use std::collections::VecDeque;

use indexmap::IndexSet;

use crate::grammar::{GrammarTable, NonTerminalRef, SymbolRef, TerminalRef, END_MARKER};

/// An element of a FIRST or FOLLOW set.
#[derive(Debug, Hash, Clone, Copy, PartialEq, Eq, PartialOrd, Ord)]
pub enum Lookahead {
    Terminal(TerminalRef),
    /// The empty derivation. Only ever found in FIRST sets.
    Epsilon,
    /// The end-of-input marker. Only ever found in FOLLOW sets.
    Eof,
}

impl Lookahead {
    pub fn human_readable_format(&self, grammar_table: &GrammarTable) -> String {
        match self {
            Lookahead::Terminal(t) => grammar_table
                .terminal(*t)
                .map(|t| t.to_string())
                .unwrap_or_else(|| t.to_string()),
            Lookahead::Epsilon => "ε".to_string(),
            Lookahead::Eof => END_MARKER.to_string(),
        }
    }
}

impl From<TerminalRef> for Lookahead {
    fn from(terminal: TerminalRef) -> Self {
        Lookahead::Terminal(terminal)
    }
}

pub type LookaheadSet = IndexSet<Lookahead>;

/// A mapping of non-terminal symbols to a set of lookaheads, indexed by
/// [NonTerminalRef].
#[derive(Debug, Clone, PartialEq, Eq)]
struct SymbolRefSet {
    sets: Vec<LookaheadSet>,
}

impl SymbolRefSet {
    fn new(non_terminals: usize) -> Self {
        Self {
            sets: vec![LookaheadSet::new(); non_terminals],
        }
    }

    fn get(&self, key: NonTerminalRef) -> Option<&LookaheadSet> {
        self.sets.get(key.as_usize())
    }

    fn human_readable_format(&self, grammar_table: &GrammarTable) -> String {
        let lines = grammar_table
            .non_terminals()
            .zip(self.sets.iter())
            .map(|(nonterm, lookaheads)| {
                let rhs = lookaheads
                    .iter()
                    .map(|lookahead| lookahead.human_readable_format(grammar_table))
                    .collect::<Vec<_>>();

                format!("{}: {}", nonterm, rhs.join(", "))
            })
            .collect::<Vec<_>>();

        lines.join("\n")
    }
}

/// FIRST sets for every nonterminal of a grammar.
#[derive(Debug, Clone, PartialEq, Eq)]
pub struct FirstSets(SymbolRefSet);

impl FirstSets {
    /// Solves FIRST for every nonterminal. A single pass handles
    /// non-recursive productions before the productions that mention their
    /// own head, with visiting/finished guards breaking recursion. Passes are
    /// repeated, each seeded with its predecessor's sets, until none grow.
    pub fn solve(grammar_table: &GrammarTable) -> Self {
        let mut sets = SymbolRefSet::new(grammar_table.non_terminal_count());
        let mut passes = 0;

        loop {
            passes += 1;
            let mut solver = FirstSolver::new(grammar_table, sets.clone());
            for non_terminal in grammar_table.non_terminal_refs() {
                solver.solve_non_terminal(non_terminal);
            }

            if solver.sets == sets {
                break;
            }
            sets = solver.sets;
        }

        log::debug!("FIRST sets converged after {} passes", passes);
        Self(sets)
    }

    pub fn get(&self, non_terminal: NonTerminalRef) -> Option<&LookaheadSet> {
        self.0.get(non_terminal)
    }

    /// FIRST of a single symbol. A terminal is its own FIRST set.
    pub fn first_of_symbol(&self, symbol: SymbolRef) -> LookaheadSet {
        match symbol {
            SymbolRef::Terminal(t) => [Lookahead::Terminal(t)].into_iter().collect(),
            SymbolRef::NonTerminal(nt) => self.get(nt).cloned().unwrap_or_default(),
        }
    }

    /// FIRST of a symbol sequence. Contains [Lookahead::Epsilon] only when
    /// every symbol of the sequence is nullable, including the empty sequence.
    pub fn first_of_sequence(&self, symbols: &[SymbolRef]) -> LookaheadSet {
        first_of_sequence_with(symbols, |symbol| self.first_of_symbol(symbol))
    }

    pub fn human_readable_format(&self, grammar_table: &GrammarTable) -> String {
        self.0.human_readable_format(grammar_table)
    }
}

fn first_of_sequence_with<F>(symbols: &[SymbolRef], mut first_of_symbol: F) -> LookaheadSet
where
    F: FnMut(SymbolRef) -> LookaheadSet,
{
    let mut first = LookaheadSet::new();

    for &symbol in symbols {
        let symbol_first = first_of_symbol(symbol);
        let nullable = symbol_first.contains(&Lookahead::Epsilon);
        first.extend(
            symbol_first
                .into_iter()
                .filter(|lookahead| *lookahead != Lookahead::Epsilon),
        );

        if !nullable {
            return first;
        }
    }

    first.insert(Lookahead::Epsilon);
    first
}

struct FirstSolver<'a> {
    grammar_table: &'a GrammarTable,
    sets: SymbolRefSet,
    visiting: Vec<bool>,
    finished: Vec<bool>,
}

impl<'a> FirstSolver<'a> {
    fn new(grammar_table: &'a GrammarTable, seed: SymbolRefSet) -> Self {
        let non_terminals = grammar_table.non_terminal_count();

        Self {
            grammar_table,
            sets: seed,
            visiting: vec![false; non_terminals],
            finished: vec![false; non_terminals],
        }
    }

    fn solve_non_terminal(&mut self, x: NonTerminalRef) -> LookaheadSet {
        let idx = x.as_usize();
        if self.finished[idx] || self.visiting[idx] {
            // either final, or the partial result that breaks a cycle.
            return self.sets.sets[idx].clone();
        }
        self.visiting[idx] = true;

        let grammar_table = self.grammar_table;
        let x_symbol = SymbolRef::NonTerminal(x);
        let (recursive, direct): (Vec<_>, Vec<_>) = grammar_table
            .productions_with_head(x)
            .partition(|production| production.contains(x_symbol));

        let mut first = self.sets.sets[idx].clone();
        for production in direct {
            let body_first = self.first_of_sequence(&production.rhs);
            first.extend(body_first);
        }
        self.sets.sets[idx] = first.clone();
        self.finished[idx] = true;

        for production in recursive {
            let pos = match production.rhs.iter().position(|&sym| sym == x_symbol) {
                Some(pos) => pos,
                None => continue,
            };
            let (prefix, suffix) = (&production.rhs[..pos], &production.rhs[pos + 1..]);

            let prefix_first = self.first_of_sequence(prefix);
            let prefix_nullable = prefix_first.contains(&Lookahead::Epsilon);
            first.extend(
                prefix_first
                    .into_iter()
                    .filter(|lookahead| *lookahead != Lookahead::Epsilon),
            );

            // the suffix is only reachable through a nullable X.
            if prefix_nullable && !suffix.is_empty() && first.contains(&Lookahead::Epsilon) {
                let suffix_first = self.first_of_sequence(suffix);
                first.extend(suffix_first);
            }
            self.sets.sets[idx] = first.clone();
        }

        self.visiting[idx] = false;
        first
    }

    fn first_of_sequence(&mut self, symbols: &[SymbolRef]) -> LookaheadSet {
        first_of_sequence_with(symbols, |symbol| match symbol {
            SymbolRef::Terminal(t) => [Lookahead::Terminal(t)].into_iter().collect(),
            SymbolRef::NonTerminal(nt) => self.solve_non_terminal(nt),
        })
    }
}

/// FOLLOW sets for every nonterminal of a grammar.
#[derive(Debug, Clone, PartialEq, Eq)]
pub struct FollowSets(SymbolRefSet);

impl FollowSets {
    /// Solves FOLLOW with a worklist fixpoint using the following algorithm.
    ///
    /// ```ignore
    /// FOLLOW(S) ← { $ }
    /// W ← all nonterminals
    /// while W is not empty
    ///     X ← pop(W)
    ///     for (each production A → αXβ)
    ///         add FIRST(β) - { ε } to FOLLOW(X)
    ///         if ε ∈ FIRST(β) and A ≠ X
    ///             add FOLLOW(A) to FOLLOW(X)
    ///     if FOLLOW(X) grew
    ///         for (each production X → γBδ where ε ∈ FIRST(δ))
    ///             push(W, B)
    /// ```
    pub fn solve(grammar_table: &GrammarTable, first_sets: &FirstSets) -> Self {
        let non_terminals = grammar_table.non_terminal_count();
        let mut sets = SymbolRefSet::new(non_terminals);
        sets.sets[grammar_table.start().as_usize()].insert(Lookahead::Eof);

        let mut worklist = grammar_table.non_terminal_refs().collect::<VecDeque<_>>();
        let mut queued = vec![true; non_terminals];
        let mut steps = 0;

        while let Some(x) = worklist.pop_front() {
            steps += 1;
            let idx = x.as_usize();
            queued[idx] = false;

            let x_symbol = SymbolRef::NonTerminal(x);
            let mut follow = sets.sets[idx].clone();
            for production in grammar_table.productions_containing(x_symbol) {
                let occurrences = production
                    .rhs
                    .iter()
                    .enumerate()
                    .filter(|(_, &sym)| sym == x_symbol)
                    .map(|(pos, _)| pos);

                for pos in occurrences {
                    let rest_first = first_sets.first_of_sequence(&production.rhs[pos + 1..]);
                    follow.extend(
                        rest_first
                            .iter()
                            .filter(|lookahead| **lookahead != Lookahead::Epsilon)
                            .copied(),
                    );

                    if rest_first.contains(&Lookahead::Epsilon) && production.lhs != x {
                        follow.extend(sets.sets[production.lhs.as_usize()].iter().copied());
                    }
                }
            }

            if follow.len() == sets.sets[idx].len() {
                continue;
            }
            sets.sets[idx] = follow;

            // anything at a nullable tail of an X-production inherits FOLLOW(X).
            for production in grammar_table.productions_with_head(x) {
                for (pos, sym) in production.rhs.iter().enumerate() {
                    let dependent = match sym {
                        SymbolRef::NonTerminal(b) if *b != x => *b,
                        _ => continue,
                    };
                    let tail_nullable = first_sets
                        .first_of_sequence(&production.rhs[pos + 1..])
                        .contains(&Lookahead::Epsilon);

                    if tail_nullable && !queued[dependent.as_usize()] {
                        queued[dependent.as_usize()] = true;
                        worklist.push_back(dependent);
                    }
                }
            }
        }

        log::debug!("FOLLOW sets converged after {} worklist steps", steps);
        Self(sets)
    }

    pub fn get(&self, non_terminal: NonTerminalRef) -> Option<&LookaheadSet> {
        self.0.get(non_terminal)
    }

    /// FOLLOW of a nonterminal, empty for a nonterminal unknown to the
    /// solved grammar.
    pub fn follow_of(&self, non_terminal: NonTerminalRef) -> LookaheadSet {
        self.get(non_terminal).cloned().unwrap_or_default()
    }

    pub fn human_readable_format(&self, grammar_table: &GrammarTable) -> String {
        self.0.human_readable_format(grammar_table)
    }
}

/// Both FIRST and FOLLOW sets of a single grammar.
#[derive(Debug, Clone, PartialEq, Eq)]
pub struct SymbolSets {
    first: FirstSets,
    follow: FollowSets,
}

impl SymbolSets {
    pub fn solve(grammar_table: &GrammarTable) -> Self {
        let first = FirstSets::solve(grammar_table);
        let follow = FollowSets::solve(grammar_table, &first);

        Self { first, follow }
    }

    pub fn first(&self) -> &FirstSets {
        &self.first
    }

    pub fn follow(&self) -> &FollowSets {
        &self.follow
    }

    pub fn human_readable_format(&self, grammar_table: &GrammarTable) -> String {
        format!(
            "FIRST\n{}\n\nFOLLOW\n{}",
            self.first.human_readable_format(grammar_table),
            self.follow.human_readable_format(grammar_table)
        )
    }
}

★ ★ ★ ★

WORK INSTRUCTION: From the data above, show each line that contains "queued".

ANSWER SPACE:
        let mut queued = vec![true; non_terminals];
            queued[idx] = false;
                    if tail_nullable && !queued[dependent.as_usize()] {
                        queued[dependent.as_usize()] = true;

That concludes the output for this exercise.